● Task:
Using the listing below, determine the count of lines with the word "secrecy" and reply only with it.

● Records for the exercise:
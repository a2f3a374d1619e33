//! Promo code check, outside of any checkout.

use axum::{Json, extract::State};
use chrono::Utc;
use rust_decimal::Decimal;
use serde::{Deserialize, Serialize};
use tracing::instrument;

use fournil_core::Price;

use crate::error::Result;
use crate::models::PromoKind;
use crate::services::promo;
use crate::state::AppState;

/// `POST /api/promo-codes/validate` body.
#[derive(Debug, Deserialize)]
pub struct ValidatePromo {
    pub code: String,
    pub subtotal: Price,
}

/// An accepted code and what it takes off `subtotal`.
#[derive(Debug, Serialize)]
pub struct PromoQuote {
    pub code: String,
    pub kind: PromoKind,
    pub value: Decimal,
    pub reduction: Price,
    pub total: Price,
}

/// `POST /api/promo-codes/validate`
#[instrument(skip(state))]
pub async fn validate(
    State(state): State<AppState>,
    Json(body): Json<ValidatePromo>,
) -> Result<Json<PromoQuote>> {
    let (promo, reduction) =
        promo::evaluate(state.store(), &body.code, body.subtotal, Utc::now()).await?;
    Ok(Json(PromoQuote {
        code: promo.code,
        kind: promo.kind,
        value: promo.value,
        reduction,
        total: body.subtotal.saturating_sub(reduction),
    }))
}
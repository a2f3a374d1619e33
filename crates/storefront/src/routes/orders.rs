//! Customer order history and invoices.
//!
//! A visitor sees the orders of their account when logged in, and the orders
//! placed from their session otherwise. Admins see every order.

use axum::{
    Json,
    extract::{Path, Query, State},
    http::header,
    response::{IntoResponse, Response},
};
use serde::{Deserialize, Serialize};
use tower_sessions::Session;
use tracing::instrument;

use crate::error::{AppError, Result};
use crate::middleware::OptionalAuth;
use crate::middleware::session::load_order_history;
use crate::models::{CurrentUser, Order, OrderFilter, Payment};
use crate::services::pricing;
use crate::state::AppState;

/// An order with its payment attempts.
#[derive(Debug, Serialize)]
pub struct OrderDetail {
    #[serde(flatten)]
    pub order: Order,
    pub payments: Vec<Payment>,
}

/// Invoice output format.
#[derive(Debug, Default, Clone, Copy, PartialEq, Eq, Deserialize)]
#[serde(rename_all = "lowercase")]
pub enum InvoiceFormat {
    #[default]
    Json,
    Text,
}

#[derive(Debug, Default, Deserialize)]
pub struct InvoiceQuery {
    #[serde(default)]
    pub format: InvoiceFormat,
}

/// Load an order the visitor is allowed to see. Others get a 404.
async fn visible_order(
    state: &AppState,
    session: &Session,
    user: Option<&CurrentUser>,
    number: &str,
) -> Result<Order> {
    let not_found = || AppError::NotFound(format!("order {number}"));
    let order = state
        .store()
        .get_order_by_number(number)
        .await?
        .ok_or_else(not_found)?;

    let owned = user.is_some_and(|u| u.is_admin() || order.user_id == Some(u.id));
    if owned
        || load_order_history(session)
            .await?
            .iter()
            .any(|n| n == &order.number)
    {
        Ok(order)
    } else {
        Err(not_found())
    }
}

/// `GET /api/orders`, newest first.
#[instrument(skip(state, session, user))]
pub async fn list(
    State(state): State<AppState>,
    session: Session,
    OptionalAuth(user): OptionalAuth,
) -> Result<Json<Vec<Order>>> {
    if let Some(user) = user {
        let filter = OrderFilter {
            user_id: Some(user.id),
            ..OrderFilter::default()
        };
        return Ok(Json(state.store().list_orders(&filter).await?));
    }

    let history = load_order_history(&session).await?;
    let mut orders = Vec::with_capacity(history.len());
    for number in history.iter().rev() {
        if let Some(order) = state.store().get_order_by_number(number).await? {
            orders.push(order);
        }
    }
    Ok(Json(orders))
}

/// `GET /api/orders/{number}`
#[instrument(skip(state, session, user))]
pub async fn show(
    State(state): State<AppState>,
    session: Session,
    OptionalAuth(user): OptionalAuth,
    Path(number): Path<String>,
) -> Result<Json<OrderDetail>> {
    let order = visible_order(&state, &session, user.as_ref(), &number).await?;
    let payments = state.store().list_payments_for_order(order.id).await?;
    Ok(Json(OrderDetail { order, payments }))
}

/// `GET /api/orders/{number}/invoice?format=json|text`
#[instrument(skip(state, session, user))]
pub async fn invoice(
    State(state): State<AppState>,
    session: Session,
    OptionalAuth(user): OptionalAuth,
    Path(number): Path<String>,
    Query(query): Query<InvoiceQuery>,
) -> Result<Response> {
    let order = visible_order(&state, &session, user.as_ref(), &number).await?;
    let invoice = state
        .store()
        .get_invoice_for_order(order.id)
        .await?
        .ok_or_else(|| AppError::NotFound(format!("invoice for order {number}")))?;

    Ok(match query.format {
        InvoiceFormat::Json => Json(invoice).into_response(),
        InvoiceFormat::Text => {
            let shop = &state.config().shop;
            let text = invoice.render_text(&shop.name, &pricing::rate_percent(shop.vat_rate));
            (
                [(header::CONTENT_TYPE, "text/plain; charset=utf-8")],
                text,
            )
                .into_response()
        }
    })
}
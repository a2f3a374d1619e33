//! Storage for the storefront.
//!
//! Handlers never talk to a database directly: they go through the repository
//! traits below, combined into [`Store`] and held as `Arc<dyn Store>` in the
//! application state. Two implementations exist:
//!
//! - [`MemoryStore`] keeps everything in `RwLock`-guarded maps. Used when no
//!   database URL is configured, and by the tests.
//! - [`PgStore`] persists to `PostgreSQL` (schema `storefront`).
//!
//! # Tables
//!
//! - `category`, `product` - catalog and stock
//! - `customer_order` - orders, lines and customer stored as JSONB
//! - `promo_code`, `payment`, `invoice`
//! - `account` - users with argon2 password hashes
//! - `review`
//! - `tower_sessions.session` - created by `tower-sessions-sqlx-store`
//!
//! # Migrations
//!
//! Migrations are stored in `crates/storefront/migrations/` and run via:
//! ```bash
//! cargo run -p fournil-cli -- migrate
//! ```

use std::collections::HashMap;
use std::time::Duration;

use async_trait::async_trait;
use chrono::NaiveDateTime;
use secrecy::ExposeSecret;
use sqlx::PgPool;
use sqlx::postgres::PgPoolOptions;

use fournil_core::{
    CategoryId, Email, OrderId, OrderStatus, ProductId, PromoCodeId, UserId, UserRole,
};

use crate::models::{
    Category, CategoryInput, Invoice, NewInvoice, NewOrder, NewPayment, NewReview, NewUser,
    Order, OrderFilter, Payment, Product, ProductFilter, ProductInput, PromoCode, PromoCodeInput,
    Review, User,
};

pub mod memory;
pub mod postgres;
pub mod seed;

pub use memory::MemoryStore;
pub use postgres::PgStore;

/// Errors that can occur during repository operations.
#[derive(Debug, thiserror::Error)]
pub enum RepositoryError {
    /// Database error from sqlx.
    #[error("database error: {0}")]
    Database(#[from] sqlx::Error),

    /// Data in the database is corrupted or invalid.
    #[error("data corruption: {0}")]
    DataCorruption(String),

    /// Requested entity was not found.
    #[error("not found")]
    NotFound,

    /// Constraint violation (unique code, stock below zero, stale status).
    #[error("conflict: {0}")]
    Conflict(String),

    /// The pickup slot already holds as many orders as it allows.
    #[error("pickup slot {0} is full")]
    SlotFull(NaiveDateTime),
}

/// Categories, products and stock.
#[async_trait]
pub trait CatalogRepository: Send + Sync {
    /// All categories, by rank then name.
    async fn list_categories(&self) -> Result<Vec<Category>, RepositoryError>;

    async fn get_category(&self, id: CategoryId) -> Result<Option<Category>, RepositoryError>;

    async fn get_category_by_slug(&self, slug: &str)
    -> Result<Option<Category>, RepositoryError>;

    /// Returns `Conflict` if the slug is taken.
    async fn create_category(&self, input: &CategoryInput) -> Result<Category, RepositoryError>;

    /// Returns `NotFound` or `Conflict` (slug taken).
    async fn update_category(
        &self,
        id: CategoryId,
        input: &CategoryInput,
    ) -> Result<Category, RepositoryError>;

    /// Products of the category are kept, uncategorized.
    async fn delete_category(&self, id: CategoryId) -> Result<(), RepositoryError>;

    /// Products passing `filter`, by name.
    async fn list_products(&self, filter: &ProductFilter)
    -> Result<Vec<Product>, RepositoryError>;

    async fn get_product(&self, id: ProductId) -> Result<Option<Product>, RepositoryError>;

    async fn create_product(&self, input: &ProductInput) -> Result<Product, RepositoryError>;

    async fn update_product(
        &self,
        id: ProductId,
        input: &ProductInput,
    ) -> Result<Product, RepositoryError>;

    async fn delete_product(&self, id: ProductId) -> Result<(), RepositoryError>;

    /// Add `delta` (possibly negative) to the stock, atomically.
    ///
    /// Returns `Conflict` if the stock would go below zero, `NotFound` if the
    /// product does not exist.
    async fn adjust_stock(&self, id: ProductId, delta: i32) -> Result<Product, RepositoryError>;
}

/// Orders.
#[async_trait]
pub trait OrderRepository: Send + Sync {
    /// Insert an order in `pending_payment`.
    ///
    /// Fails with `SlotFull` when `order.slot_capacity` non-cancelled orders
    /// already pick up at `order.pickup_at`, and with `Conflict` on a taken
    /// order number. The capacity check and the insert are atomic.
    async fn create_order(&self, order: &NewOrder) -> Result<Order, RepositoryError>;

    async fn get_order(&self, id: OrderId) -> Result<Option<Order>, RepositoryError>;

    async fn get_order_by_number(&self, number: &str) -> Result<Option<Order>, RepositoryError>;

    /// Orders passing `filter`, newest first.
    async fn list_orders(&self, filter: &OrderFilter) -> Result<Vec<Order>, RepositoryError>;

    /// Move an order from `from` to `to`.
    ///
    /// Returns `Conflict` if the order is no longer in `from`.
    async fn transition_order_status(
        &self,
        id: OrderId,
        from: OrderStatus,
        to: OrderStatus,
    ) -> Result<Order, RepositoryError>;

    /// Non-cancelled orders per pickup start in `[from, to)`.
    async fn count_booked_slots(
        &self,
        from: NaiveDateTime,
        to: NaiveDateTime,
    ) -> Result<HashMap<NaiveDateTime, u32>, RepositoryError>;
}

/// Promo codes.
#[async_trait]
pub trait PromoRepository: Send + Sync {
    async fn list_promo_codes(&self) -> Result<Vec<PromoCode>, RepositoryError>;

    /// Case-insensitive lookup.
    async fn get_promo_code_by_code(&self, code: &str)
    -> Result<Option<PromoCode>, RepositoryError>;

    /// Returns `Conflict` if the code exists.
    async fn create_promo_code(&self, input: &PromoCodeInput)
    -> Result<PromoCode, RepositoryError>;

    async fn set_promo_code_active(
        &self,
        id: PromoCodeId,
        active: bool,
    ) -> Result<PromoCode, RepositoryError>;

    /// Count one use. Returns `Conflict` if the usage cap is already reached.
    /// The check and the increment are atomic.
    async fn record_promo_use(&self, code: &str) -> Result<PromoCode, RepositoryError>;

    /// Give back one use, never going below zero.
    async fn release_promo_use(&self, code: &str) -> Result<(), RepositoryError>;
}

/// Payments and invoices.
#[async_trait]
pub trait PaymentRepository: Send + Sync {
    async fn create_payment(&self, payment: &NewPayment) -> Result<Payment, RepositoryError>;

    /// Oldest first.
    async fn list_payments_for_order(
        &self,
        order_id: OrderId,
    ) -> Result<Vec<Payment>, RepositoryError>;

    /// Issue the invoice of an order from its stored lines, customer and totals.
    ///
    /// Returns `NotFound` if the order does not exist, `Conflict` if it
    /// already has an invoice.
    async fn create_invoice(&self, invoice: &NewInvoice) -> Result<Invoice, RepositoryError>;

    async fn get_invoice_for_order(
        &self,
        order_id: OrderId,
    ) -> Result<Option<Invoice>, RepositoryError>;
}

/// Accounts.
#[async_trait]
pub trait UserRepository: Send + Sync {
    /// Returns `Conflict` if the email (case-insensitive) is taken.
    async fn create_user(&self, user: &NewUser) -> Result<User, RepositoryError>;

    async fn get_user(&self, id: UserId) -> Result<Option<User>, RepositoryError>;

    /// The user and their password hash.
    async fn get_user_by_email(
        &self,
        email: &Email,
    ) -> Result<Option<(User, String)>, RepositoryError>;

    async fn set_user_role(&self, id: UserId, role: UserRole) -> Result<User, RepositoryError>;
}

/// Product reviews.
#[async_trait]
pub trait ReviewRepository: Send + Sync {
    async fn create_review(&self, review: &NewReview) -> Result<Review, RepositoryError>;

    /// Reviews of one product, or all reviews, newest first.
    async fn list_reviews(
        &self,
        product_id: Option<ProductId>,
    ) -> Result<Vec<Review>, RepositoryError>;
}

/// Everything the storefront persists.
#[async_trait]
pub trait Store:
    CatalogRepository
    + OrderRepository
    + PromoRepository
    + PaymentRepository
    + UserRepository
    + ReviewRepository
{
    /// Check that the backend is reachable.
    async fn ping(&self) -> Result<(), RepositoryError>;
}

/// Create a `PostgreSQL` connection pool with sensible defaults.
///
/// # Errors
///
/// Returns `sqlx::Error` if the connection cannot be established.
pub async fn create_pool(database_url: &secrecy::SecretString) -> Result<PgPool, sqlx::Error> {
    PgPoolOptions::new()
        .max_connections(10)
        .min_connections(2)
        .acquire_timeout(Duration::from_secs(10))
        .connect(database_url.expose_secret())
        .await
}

● Written response:
2